These are some summarizing notes and thoughts on “Static Retrieval Revisited: To Optimality and beyond” by Hu, Kuszmaul, Liang, Yu, Zhang, and Zhou.

1 Problem definitions Link to heading

Static Retrieval. Given \(n\) keys \(X\subseteq U\) and \(n\) $v$-bit values \(f(X) \in [2^v]\), encode \(f: X\to [2^v]\). The goal is use a minimal number of bits on top of the trivial \(nv\) lower bound, while allowing efficient queries.

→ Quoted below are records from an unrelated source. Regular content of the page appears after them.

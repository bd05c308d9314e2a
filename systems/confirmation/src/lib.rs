#![deny(
    unsafe_code,
    missing_docs,
    dead_code,
    unused_results,
    non_snake_case,
    unreachable_pub
)]

//! Modal confirmation flow that gates gift placements.
//!
//! The flow is a small state machine: classified hits open either the letter
//! (informational) or a placement prompt (confirm), and control activations
//! resolve it back to idle. The flow never touches presentation elements
//! directly; it appends [`OverlayIntent`] values that a presentation adapter
//! carries out. At most one overlay exists at a time.

use gift_hunt_core::{AssetRef, ClassifiedHit, PlaceTag, WorldPoint};

const BUTTON_WIDTH_RATIO: f32 = 0.2;
const ACCEPT_CENTER_RATIO: f32 = 0.25;
const DECLINE_CENTER_RATIO: f32 = 0.75;
const BUTTON_LIFT_RATIO: f32 = 1.1;

/// Screen-space rectangle measured in pixels from the top-left corner.
#[derive(Clone, Copy, Debug, PartialEq)]
pub struct Rect {
    /// Distance from the left edge of the viewport.
    pub left: f32,
    /// Distance from the top edge of the viewport.
    pub top: f32,
    /// Horizontal extent.
    pub width: f32,
    /// Vertical extent.
    pub height: f32,
}

impl Rect {
    /// Creates a new rectangle.
    #[must_use]
    pub const fn new(left: f32, top: f32, width: f32, height: f32) -> Self {
        Self {
            left,
            top,
            width,
            height,
        }
    }

    /// Distance from the top edge of the viewport to the bottom of the rectangle.
    #[must_use]
    pub fn bottom(&self) -> f32 {
        self.top + self.height
    }

    /// Reports whether the point lies inside the rectangle.
    #[must_use]
    pub fn contains(&self, x: f32, y: f32) -> bool {
        x >= self.left && x <= self.left + self.width && y >= self.top && y <= self.bottom()
    }
}

/// Kind of modal surface requested from the presentation layer.
#[derive(Clone, Copy, Debug, PartialEq, Eq, Hash)]
pub enum ModalMode {
    /// Image that any click dismisses.
    Informational,
    /// Image with accept and decline controls.
    Confirm,
}

/// Fits a modal image of intrinsic `size` into the viewport, centred.
///
/// Confirm prompts are capped at 90% of the viewport height in width and 70%
/// of the viewport width in height; informational images at 70% of the
/// viewport width and 90% of its height. Images are never enlarged.
#[must_use]
pub fn fit_image(viewport: (f32, f32), size: (f32, f32), mode: ModalMode) -> Rect {
    let (viewport_width, viewport_height) = viewport;
    let (image_width, image_height) = size;
    let (max_width, max_height) = match mode {
        ModalMode::Confirm => (viewport_height * 0.9, viewport_width * 0.7),
        ModalMode::Informational => (viewport_width * 0.7, viewport_height * 0.9),
    };

    let scale = if image_width > 0.0 && image_height > 0.0 {
        (max_width / image_width).min(max_height / image_height).min(1.0)
    } else {
        0.0
    };
    let width = image_width * scale;
    let height = image_height * scale;

    Rect::new(
        (viewport_width - width) / 2.0,
        (viewport_height - height) / 2.0,
        width,
        height,
    )
}

/// Placement of the accept and decline controls over the prompt image.
#[derive(Clone, Copy, Debug, PartialEq)]
pub struct ControlLayout {
    /// Bounds of the accept control.
    pub accept: Rect,
    /// Bounds of the decline control.
    pub decline: Rect,
}

impl ControlLayout {
    /// Derives control bounds from the prompt image's rendered bounding box.
    #[must_use]
    pub fn around(image: Rect) -> Self {
        let size = image.width * BUTTON_WIDTH_RATIO;
        let top = image.bottom() - size * BUTTON_LIFT_RATIO;
        let at = |ratio: f32| {
            Rect::new(image.left + image.width * ratio - size / 2.0, top, size, size)
        };
        Self {
            accept: at(ACCEPT_CENTER_RATIO),
            decline: at(DECLINE_CENTER_RATIO),
        }
    }
}

/// Handle of a resize subscription held while a prompt is open.
#[derive(Clone, Copy, Debug, PartialEq, Eq, Hash, PartialOrd, Ord)]
pub struct ListenerId(u32);

impl ListenerId {
    /// Retrieves the numeric representation of the handle.
    #[must_use]
    pub const fn get(&self) -> u32 {
        self.0
    }
}

/// Presentation work requested by the flow.
#[derive(Clone, Debug, PartialEq)]
pub enum OverlayIntent {
    /// Show a modal image in the provided mode.
    ShowModal {
        /// Image to display.
        image: AssetRef,
        /// Whether controls accompany the image.
        mode: ModalMode,
    },
    /// Move the prompt controls to new bounds.
    LayoutControls {
        /// Updated control bounds.
        layout: ControlLayout,
    },
    /// Remove the modal image and any controls.
    DismissModal,
    /// Start forwarding viewport resizes for the open prompt.
    SubscribeResize {
        /// Handle identifying the subscription.
        listener: ListenerId,
    },
    /// Stop forwarding viewport resizes.
    ReleaseResize {
        /// Handle returned when the subscription was made.
        listener: ListenerId,
    },
}

/// Control surfaces the player can activate while an overlay is open.
#[derive(Clone, Copy, Debug, PartialEq, Eq, Hash)]
pub enum Control {
    /// The accept button of a prompt.
    Accept,
    /// The decline button of a prompt.
    Decline,
    /// The modal image itself.
    ModalImage,
    /// Anywhere outside the modal surface.
    Background,
}

/// Current state of the flow.
#[derive(Clone, Debug, PartialEq)]
pub enum FlowState {
    /// No overlay is open.
    Idle,
    /// The letter is open.
    Informational,
    /// A placement prompt is open.
    Shown {
        /// Place the prompt asks about.
        place: PlaceTag,
        /// World point captured by the click that opened the prompt.
        point: WorldPoint,
        /// Resize subscription held while the prompt is open.
        listener: ListenerId,
        /// Latest control bounds, once the image has been laid out.
        layout: Option<ControlLayout>,
    },
}

/// Result of feeding an input into the flow.
#[derive(Clone, Copy, Debug, PartialEq)]
pub enum Resolution {
    /// An overlay was opened.
    Opened,
    /// The player confirmed the placement.
    Accepted {
        /// Place carried forward to judging.
        place: PlaceTag,
        /// World point captured by the opening click.
        point: WorldPoint,
    },
    /// A placement prompt closed without confirming.
    Declined,
    /// The letter was closed.
    Dismissed,
    /// The input had no effect.
    Ignored,
}

/// Modal confirmation state machine.
#[derive(Clone, Debug)]
pub struct ConfirmationFlow {
    prompt: AssetRef,
    state: FlowState,
    next_listener: u32,
}

impl ConfirmationFlow {
    /// Creates an idle flow that uses `prompt` as the placement question image.
    #[must_use]
    pub fn new(prompt: AssetRef) -> Self {
        Self {
            prompt,
            state: FlowState::Idle,
            next_listener: 0,
        }
    }

    /// Current state of the flow.
    #[must_use]
    pub fn state(&self) -> &FlowState {
        &self.state
    }

    /// Reports whether no overlay is open.
    #[must_use]
    pub fn is_idle(&self) -> bool {
        matches!(self.state, FlowState::Idle)
    }

    /// Offers a classified hit to the flow.
    ///
    /// When an overlay is already open the offer closes it instead of opening
    /// a second one.
    pub fn offer(
        &mut self,
        hit: ClassifiedHit,
        point: WorldPoint,
        letter: &AssetRef,
        out: &mut Vec<OverlayIntent>,
    ) -> Resolution {
        if !hit.interactable {
            return Resolution::Ignored;
        }

        if !self.is_idle() {
            log::debug!("overlay already open; toggling it closed");
            return self.close(out);
        }

        if hit.narrative {
            self.state = FlowState::Informational;
            out.push(OverlayIntent::ShowModal {
                image: letter.clone(),
                mode: ModalMode::Informational,
            });
            return Resolution::Opened;
        }

        let listener = ListenerId(self.next_listener);
        self.next_listener = self.next_listener.wrapping_add(1);
        self.state = FlowState::Shown {
            place: hit.place,
            point,
            listener,
            layout: None,
        };
        out.push(OverlayIntent::ShowModal {
            image: self.prompt.clone(),
            mode: ModalMode::Confirm,
        });
        out.push(OverlayIntent::SubscribeResize { listener });
        Resolution::Opened
    }

    /// Handles activation of one of the overlay's surfaces.
    pub fn activate(&mut self, control: Control, out: &mut Vec<OverlayIntent>) -> Resolution {
        let accepted = match (&self.state, control) {
            (FlowState::Idle, _) => return Resolution::Ignored,
            (FlowState::Shown { place, point, .. }, Control::Accept) => Some(Resolution::Accepted {
                place: *place,
                point: *point,
            }),
            _ => None,
        };
        let closed = self.close(out);
        accepted.unwrap_or(closed)
    }

    /// Recomputes control bounds from the prompt image's rendered box.
    ///
    /// Ignored unless a placement prompt is open.
    pub fn layout(&mut self, image: Rect, out: &mut Vec<OverlayIntent>) {
        if let FlowState::Shown { layout, .. } = &mut self.state {
            let updated = ControlLayout::around(image);
            *layout = Some(updated);
            out.push(OverlayIntent::LayoutControls { layout: updated });
        }
    }

    fn close(&mut self, out: &mut Vec<OverlayIntent>) -> Resolution {
        match std::mem::replace(&mut self.state, FlowState::Idle) {
            FlowState::Idle => Resolution::Ignored,
            FlowState::Informational => {
                out.push(OverlayIntent::DismissModal);
                Resolution::Dismissed
            }
            FlowState::Shown { listener, .. } => {
                out.push(OverlayIntent::DismissModal);
                out.push(OverlayIntent::ReleaseResize { listener });
                Resolution::Declined
            }
        }
    }
}

#[cfg(test)]
mod tests {
    use super::*;

    #[test]
    fn controls_sit_on_the_lower_edge_of_the_image() {
        let layout = ControlLayout::around(Rect::new(100.0, 50.0, 500.0, 400.0));

        assert_eq!(layout.accept.width, 100.0);
        assert_eq!(layout.accept.left, 175.0);
        assert_eq!(layout.decline.left, 425.0);
        assert_eq!(layout.accept.top, 340.0);
        assert_eq!(layout.decline.top, layout.accept.top);
    }

    #[test]
    fn confirm_images_are_capped_by_the_swapped_viewport_limits() {
        let rect = fit_image((1000.0, 800.0), (1000.0, 1000.0), ModalMode::Confirm);
        assert_eq!(rect.width, 700.0);
        assert_eq!(rect.height, 700.0);
        assert_eq!(rect.left, 150.0);
        assert_eq!(rect.top, 50.0);
    }

    #[test]
    fn informational_images_are_never_enlarged() {
        let rect = fit_image((1000.0, 800.0), (200.0, 100.0), ModalMode::Informational);
        assert_eq!(rect, Rect::new(400.0, 350.0, 200.0, 100.0));
    }

    #[test]
    fn rect_contains_its_edges() {
        let rect = Rect::new(10.0, 10.0, 20.0, 20.0);
        assert!(rect.contains(10.0, 30.0));
        assert!(!rect.contains(31.0, 15.0));
    }
}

A static dictionary is similar, but also encodes the set \(X\) itself: \(f: U \to \{\bot\} \cup [2^v]\) (Hu et al. 2024). Note that (unlike I initially assumed), a static dictionary does not have to support updates to values.

2 Optimal solutions Link to heading

When \(v\) is large (\(\Omega(\log n)\)), a minimal perfect hash function (MPHF) takes \(\leq 3\) bits/key to map the keys \(x\in X\) bijectively into \([n]\), after which the value can be retrieved using an array lookup. This takes \(nv + O(n)\) bits in total and has \(O(1)\) queries, which is shown to be on the optimal space-time tradeoff curve.

When \(v=1\), an alternative solution using only \(O(\log n)\) bits (or \(O(1)\) words) and constant time queries is given by Dietzfelbinger and Walzer (2019). The core of the method is to create a full-rank sparse linear system over \(\mathbb F_2\), so that each query xors together a few bits, while all queries together can be embedded into a single list of bits.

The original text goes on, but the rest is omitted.